The short story Girls by Oksana Zabuzhko (in Your Ad Could Go Here) features Darka meeting a girl of apparently high social status:
Rivka... smelled of homemade vanilla cookies, vacations at a spa in the Caucasus, third-generation antiques confiscated during the Bolshevik revolution, and a five-room apartment of the sort reserved for only the most privileged of Soviet families, in a building erected by prisoners of war for the elite. Such a start in life does little to encourage an instinct for self-preservation, so it was Darka, who Rivka carelessly attempted to treat with all her studied arrogance towards those who had never darkened the threshold of such a five-room apartment in a building erected by prisoners of war, who taught Rivka her first lesson in survival in a society sufficiently transformed so that neither her grandfather the prosecuting attorney nor her father the chief manager were able to secure for her what was the most valuable: a more bankable nationality to declare in that fifth blank on her passport.

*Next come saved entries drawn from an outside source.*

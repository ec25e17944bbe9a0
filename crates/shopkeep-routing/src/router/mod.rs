//! Intent routing.
//!
//! [`IntentRouter`] runs each query through an ordered list of [`Rule`]s; the
//! first rule that applies produces the response. No state survives between
//! calls, so the same query against the same catalog always gets the same answer.

/// Catalog access and per-query parsing shared by the rules
pub mod context;
/// The rule cascade
pub mod rules;

use core::fmt::{Display, Formatter, Result as FmtResult};
use std::collections::BTreeSet;
use std::sync::Arc;

use shopkeep_core::{Catalog, Item, ShopConfig};

use crate::error::{Result, RoutingError};
use crate::lexical::{Preprocessor, StemmingPreprocessor};

pub use context::{RouterContext, Utterance};
pub use rules::{
    BudgetRule, CatalogRule, PolitenessRule, Rule, SearchRule, SizeRule, default_rules,
};

/// Handling strategy chosen for a query.
#[derive(Debug, Clone, Copy, PartialEq, Eq, Hash)]
pub enum Intent {
    /// Courtesy acknowledgment
    Politeness,
    /// Full catalog listing
    CatalogListing,
    /// Filter by budget
    Budget,
    /// Filter by size
    Size,
    /// Fuzzy search
    Search,
}

impl Display for Intent {
    fn fmt(&self, formatter: &mut Formatter<'_>) -> FmtResult {
        let name = match self {
            Self::Politeness => "politeness",
            Self::CatalogListing => "catalog",
            Self::Budget => "budget",
            Self::Size => "size",
            Self::Search => "search",
        };
        formatter.write_str(name)
    }
}

/// A routed response.
#[derive(Debug, Clone, PartialEq, Eq)]
pub struct Reply {
    /// Rule that answered; `None` when the query was empty
    pub intent: Option<Intent>,
    /// Text shown to the user
    pub text: String,
}

/// Routes free-text queries to catalog answers.
pub struct IntentRouter {
    context: RouterContext,
    preprocessor: Arc<dyn Preprocessor>,
    rules: Vec<Box<dyn Rule>>,
}

impl IntentRouter {
    /// Create a router with the locale's stemming preprocessor and the default rules.
    pub fn new(catalog: Arc<Catalog>, config: &ShopConfig) -> Self {
        Self::with_preprocessor(
            catalog,
            config,
            Arc::new(StemmingPreprocessor::new(config.locale)),
        )
    }

    /// Create a router with a custom preprocessor.
    pub fn with_preprocessor(
        catalog: Arc<Catalog>,
        config: &ShopConfig,
        preprocessor: Arc<dyn Preprocessor>,
    ) -> Self {
        Self {
            context: RouterContext::new(catalog, config, Arc::clone(&preprocessor)),
            preprocessor,
            rules: default_rules(),
        }
    }

    /// Load (or seed) the configured catalog and build a router over it.
    ///
    /// # Errors
    /// Returns an error if the catalog cannot be seeded or fails validation.
    pub fn load(config: &ShopConfig) -> Result<Self> {
        let catalog = Catalog::load_or_seed(&config.catalog_path)?;
        Ok(Self::new(Arc::new(catalog), config))
    }

    /// Shared read-only state the rules work against.
    pub fn context(&self) -> &RouterContext {
        &self.context
    }

    /// Decide which intent handles `query` without producing a response.
    ///
    /// # Errors
    /// Returns [`RoutingError::EmptyQuery`] for blank input.
    pub fn classify(&self, query: &str) -> Result<Intent> {
        let utterance = Utterance::parse(query, self.preprocessor.as_ref())
            .ok_or(RoutingError::EmptyQuery)?;
        Ok(self.select_rule(&utterance).intent())
    }

    /// Route `query` and report which intent answered.
    pub fn respond(&self, query: &str) -> Reply {
        let Some(utterance) = Utterance::parse(query, self.preprocessor.as_ref()) else {
            tracing::debug!("Rejected empty query");
            return Reply {
                intent: None,
                text: self.context.formatter().messages().empty_query.to_owned(),
            };
        };

        let rule = self.select_rule(&utterance);
        let intent = rule.intent();
        tracing::debug!("Routed {:?} to {intent}", utterance.raw());

        Reply {
            intent: Some(intent),
            text: rule.handle(&utterance, &self.context),
        }
    }

    /// Answer `query`. Never fails: every input yields a response.
    pub fn answer(&self, query: &str) -> String {
        self.respond(query).text
    }

    /// Items priced at or below `budget`, formatted.
    pub fn filter_by_budget(&self, budget: f64) -> String {
        self.context.filter_by_budget(budget)
    }

    /// Items in any of `sizes`, formatted.
    pub fn filter_by_size(&self, sizes: &BTreeSet<String>) -> String {
        self.context.filter_by_size(sizes)
    }

    /// Items matching `query`, in catalog order.
    pub fn search(&self, query: &str) -> Vec<&Item> {
        self.context.search(query)
    }

    fn select_rule(&self, utterance: &Utterance<'_>) -> &dyn Rule {
        self.rules
            .iter()
            .find(|rule| rule.applies_to(utterance, &self.context))
            .map_or(&SearchRule as &dyn Rule, |rule| rule.as_ref())
    }
}
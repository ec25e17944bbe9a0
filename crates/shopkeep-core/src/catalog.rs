//! Product catalog.
//!
//! The catalog is loaded once, validated as a whole, and read-only afterwards.
//! Insertion order is display order.

use crate::error::{Error, Result};
use serde::{Deserialize, Serialize};
use std::fs;
use std::path::Path;

/// One catalog entry.
#[derive(Debug, Clone, PartialEq, Serialize, Deserialize)]
pub struct Item {
    /// Display name
    #[serde(alias = "nombre")]
    pub name: String,
    /// Size label such as `M` or `32`
    #[serde(alias = "talla")]
    pub size: String,
    /// Free-form color
    pub color: String,
    /// Non-negative price
    #[serde(alias = "precio")]
    pub price: f64,
}

impl Item {
    /// Create an item. Validation happens when a catalog is built.
    pub fn new(name: &str, size: &str, color: &str, price: f64) -> Self {
        Self {
            name: name.to_owned(),
            size: size.to_owned(),
            color: color.to_owned(),
            price,
        }
    }

    /// Flattened text the fuzzy matcher compares queries against.
    ///
    /// The price always carries a decimal point: `50.0`, never `50`.
    pub fn projection(&self) -> String {
        format!("{} {} {} {:?}", self.name, self.size, self.color, self.price)
    }

    fn validate(&self, index: usize) -> Result<()> {
        let invalid = |reason: &str| Error::InvalidItem {
            index,
            reason: reason.to_owned(),
        };

        if self.name.trim().is_empty() {
            return Err(invalid("name must not be empty"));
        }
        if self.size.trim().is_empty() {
            return Err(invalid("size must not be empty"));
        }
        if !self.price.is_finite() {
            return Err(invalid("price must be a finite number"));
        }
        if self.price < 0.0 {
            return Err(invalid("price must be non-negative"));
        }
        Ok(())
    }
}

/// Ordered, immutable list of items.
#[derive(Debug, Clone, Default, PartialEq)]
pub struct Catalog {
    items: Vec<Item>,
}

impl Catalog {
    /// Build a catalog, validating every item first.
    ///
    /// # Errors
    /// Returns [`Error::InvalidItem`] for the first item that breaks the schema;
    /// no catalog is produced in that case.
    pub fn new(items: Vec<Item>) -> Result<Self> {
        for (index, item) in items.iter().enumerate() {
            item.validate(index)?;
        }
        Ok(Self { items })
    }

    /// The catalog materialized on first run.
    pub fn seeded() -> Self {
        Self {
            items: vec![
                Item::new("Vestido negro", "M", "negro", 49.99),
                Item::new("Camiseta blanca", "L", "blanco", 19.99),
                Item::new("Jeans azul", "32", "azul", 39.99),
                Item::new("Falda roja", "S", "rojo", 29.99),
            ],
        }
    }

    /// Parse a JSON array of items.
    ///
    /// # Errors
    /// Returns [`Error::CatalogLoad`] if the text is not an array of complete
    /// records, or [`Error::InvalidItem`] if a record breaks the schema.
    pub fn from_json(source_name: &str, json: &str) -> Result<Self> {
        let items: Vec<Item> = serde_json::from_str(json).map_err(|error| Error::CatalogLoad {
            source_name: source_name.to_owned(),
            reason: error.to_string(),
        })?;
        Self::new(items)
    }

    /// Load a catalog from a JSON file.
    ///
    /// # Errors
    /// Returns an error if the file cannot be read or its contents are not a valid catalog.
    pub fn load(path: &Path) -> Result<Self> {
        let source_name = path.display().to_string();
        let json = fs::read_to_string(path).map_err(|error| Error::CatalogLoad {
            source_name: source_name.clone(),
            reason: error.to_string(),
        })?;
        let catalog = Self::from_json(&source_name, &json)?;
        tracing::info!("Loaded {} catalog items from {source_name}", catalog.len());
        Ok(catalog)
    }

    /// Load a catalog, first writing the seeded catalog to `path` if nothing is there.
    ///
    /// # Errors
    /// Returns an error if the seed cannot be written or the file cannot be loaded.
    pub fn load_or_seed(path: &Path) -> Result<Self> {
        if !path.exists() {
            tracing::warn!(
                "No catalog at {}, writing the default catalog",
                path.display()
            );
            Self::seeded().save(path)?;
        }
        Self::load(path)
    }

    /// Write the catalog as pretty-printed JSON.
    ///
    /// # Errors
    /// Returns an error if serialization or the write fails.
    pub fn save(&self, path: &Path) -> Result<()> {
        if let Some(parent) = path.parent().filter(|dir| !dir.as_os_str().is_empty()) {
            fs::create_dir_all(parent)?;
        }
        let json = serde_json::to_string_pretty(&self.items)?;
        fs::write(path, json)?;
        Ok(())
    }

    /// Every item in catalog order.
    pub fn all(&self) -> &[Item] {
        &self.items
    }

    /// Items for which `predicate` holds, in catalog order.
    pub fn filter_by_predicate<P>(&self, mut predicate: P) -> Vec<&Item>
    where
        P: FnMut(&Item) -> bool,
    {
        self.items.iter().filter(|item| predicate(item)).collect()
    }

    /// Iterate over items in catalog order.
    pub fn iter(&self) -> impl Iterator<Item = &Item> {
        self.items.iter()
    }

    /// Number of items.
    pub fn len(&self) -> usize {
        self.items.len()
    }

    /// Whether the catalog has no items.
    pub fn is_empty(&self) -> bool {
        self.items.is_empty()
    }
}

What, exactly, was the "fifth blank on her passport"? And what was a "more bankable nationality"?
The book later mentions that Darka later felt very guilty for her interactions with this girl:
We can count among the long-term consequences of events the mixed feelings of guilt and shame that from then on dogged Darka in her every encounter with a Jewish person...
Is the book implying that Rivka was Jewish, and that that's why she was out of political favor (in spite of the fact that her grandfather was evidently "an agent of the cheka, the brutal secret police")?